8.1 LIABILITY - VENDOR WILL BE LIABLE AND RESPONSIBLE FOR ANY
AND ALL PROPERTY LOSS, PROPERTY DAMAGE AND/OR PERSONAL INJURY,
INCLUDING DEATH, TO ANY AND ALL PERSONS, OF ANY KIND OR CHARACTER,
WHETHER REAL OR ASSERTED, TO THE EXTENT CAUSED BY THE NEGLIGENT
ACT(S) OR OMISSION(S), MALFEASANCE OR INTENTIONAL MISCONDUCT OF
VENDOR, ITS OFFICERS, AGENTS, SERVANTS OR EMPLOYEES.

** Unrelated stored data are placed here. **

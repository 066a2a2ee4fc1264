//! Grid enumeration benchmarks
//!
//! Enumeration, key rendering and the pre-flight uniqueness check for the
//! largest configuration (cross-validation, every window set, stratified),
//! plus a dry-run sweep against the in-memory tracking repo.
//!
//! Run with: cargo bench --bench grid_enumeration

use criterion::{black_box, criterion_group, criterion_main, BenchmarkId, Criterion};
use vo2_sweep::config::{RunConfiguration, RunOverrides};
use vo2_sweep::experiment::{CommandLauncher, TrackingRepo};
use vo2_sweep::grid::{Grid, GridPoint};
use vo2_sweep::sweep::Sweep;

fn all_window_sets() -> Vec<Vec<u8>> {
    (1u8..8)
        .map(|mask| (0..3).filter(|i| mask & (1 << i) != 0).collect())
        .collect()
}

fn config(gender: &str, full_load: bool) -> RunConfiguration {
    RunConfiguration::resolve(
        RunOverrides::default()
            .with_time_list(all_window_sets())
            .with_gender_group(gender)
            .with_full_load(full_load),
    )
    .unwrap()
}

/// Benchmark enumerating every grid point
fn bench_enumerate(c: &mut Criterion) {
    let mut group = c.benchmark_group("grid_enumerate");

    for (label, config) in [
        ("full_load_all", config("all", true)),
        ("cv_all", config("all", false)),
        ("cv_each", config("each", false)),
    ] {
        let size = Grid::new(&config).len();
        group.bench_with_input(BenchmarkId::new(label, size), &config, |b, config| {
            b.iter(|| Grid::new(black_box(config)).iter().count());
        });
    }

    group.finish();
}

/// Benchmark key rendering and the pre-flight uniqueness check
fn bench_plan(c: &mut Criterion) {
    let config = config("each", false);
    let points: Vec<GridPoint> = Grid::new(&config).iter().collect();
    let launcher = CommandLauncher::dry_run();
    let repo = TrackingRepo::in_memory();

    c.bench_function("grid_keys", |b| {
        b.iter(|| black_box(&points).iter().map(GridPoint::key).count());
    });
    c.bench_function("sweep_plan", |b| {
        b.iter(|| Sweep::new(black_box(&config), &launcher, &repo).plan().unwrap());
    });
}

/// Benchmark a dry-run sweep (tracking overhead only)
fn bench_dry_run(c: &mut Criterion) {
    let mut group = c.benchmark_group("dry_run_sweep");
    group.sample_size(20);

    for parallelism in [1usize, 4] {
        let config = RunConfiguration::resolve(
            RunOverrides::default()
                .with_time_list(all_window_sets())
                .with_parallelism(parallelism),
        )
        .unwrap();
        let launcher = CommandLauncher::dry_run();
        group.bench_with_input(
            BenchmarkId::new("parallelism", parallelism),
            &config,
            |b, config| {
                b.iter(|| {
                    let repo = TrackingRepo::in_memory();
                    Sweep::new(config, &launcher, &repo).run().unwrap()
                });
            },
        );
    }

    group.finish();
}

criterion_group!(benches, bench_enumerate, bench_plan, bench_dry_run);
criterion_main!(benches);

8.2 GENERAL INDEMNIFICATION - VENDOR HEREBY COVENANTS AND
AGREES TO INDEMNIFY, HOLD HARMLESS AND DEFEND CITY, ITS OFFICERS,
AGENTS, SERVANTS AND EMPLOYEES, FROM AND AGAINST ANYAND ALL CLAIMS
OR LAWSUITS OFANYKIND OR CHARACTER, WHETHER REAL OR ASSERTED, FOR
EITHER PROPERTYDAMAGE OR LOSS (INCLUDING ALLEGED DAMAGE OR LOSS TO
VENDOR'S BUSINESS AND ANY RESULTING LOST PROFITS) AND/OR PERSONAL
INJURY, INCLUDING DEATH, TO ANY AND ALL PERSONS, ARISING OUT OF OR IN
CONNECTION WITH THIS AGREEMENT, TO THE EXTENT CAUSED BY THE
NEGLIGENT ACTS OR OMISSIONS OR MALFEASANCE OF VENDOR, ITS OFFICERS,
AGENTS, SERVANTS OR EMPLOYEES.
Vendor Services Agreement Page 3 of 12
8.3 INTELLECTUAL PROPERTY INDEMNIFICATION - Vendor agrees to
defend, settle, or pay, at its own cost and expense, any claim or action against City for
infringement of any patent, copyright, trade mark, trade secret, or similar property right
arising from City's use of the software and/or documentation in accordance with this
Agreement, it being understood that this agreement to defend, settle or pay will not apply if
City modifies or misuses the software and/or documentation. So long as Vendor bears the cost
and expense of payment for claims or actions against City pursuant to this section, Vendor
will have the right to conduct the defense of any such claim or action and all negotiations for
its settlement or compromise and to settle or compromise any such claim; however, City will
have the right to fully participate in any and all such settlement, negotiations, or lawsuit as
necessary to protect City's interest, and City agrees to cooperate with Vendor in doing so. In
the event City, for whatever reason, assumes the responsibility for payment of costs and
expenses for any claim or action brought against City for infringement arising under this
Agreement, City will have the sole right to conduct the defense of any such claim or action and
all negotiations for its settlement or compromise and to settle or compromise any such claim;
however, Vendor will fully participate and cooperate with City in defense of such claim or
action. City agrees to give Vendor timely written notice of any such claim or action, with
copies of all papers City may receive relating thereto. Notwithstanding the foregoing, City's
assumption of payment of costs or expenses will not eliminate Vendor's duty to indemnify
City under this Agreement. If the software and/or documentation or any part thereof is held
to infringe and the use thereof is enjoined or restrained or, if as a result of a settlement or
compromise, such use is materially adversely restricted, Vendor will, at its own expense and
as City's sole remedy, either: (a) procure for City the right to continue to use the software
and/or documentation; or (b) modify the software and/or documentation to make it non -
infringing, provided that such modification does not materially adversely affect City's
authorized use of the software and/or documentation; or (c) replace the software and/or
documentation with equally suitable, compatible, and functionally equivalent non -infringing
software and/or documentation at no additional charge to City; or (d) if none of the foregoing
alternatives is reasonably available to Vendor terminate this Agreement, and refund all
amounts paid to Vendor by City, subsequent to which termination City may seek any and all
remedies available to City under law.
Section 8 will survive the expiration or termination of this Agreement.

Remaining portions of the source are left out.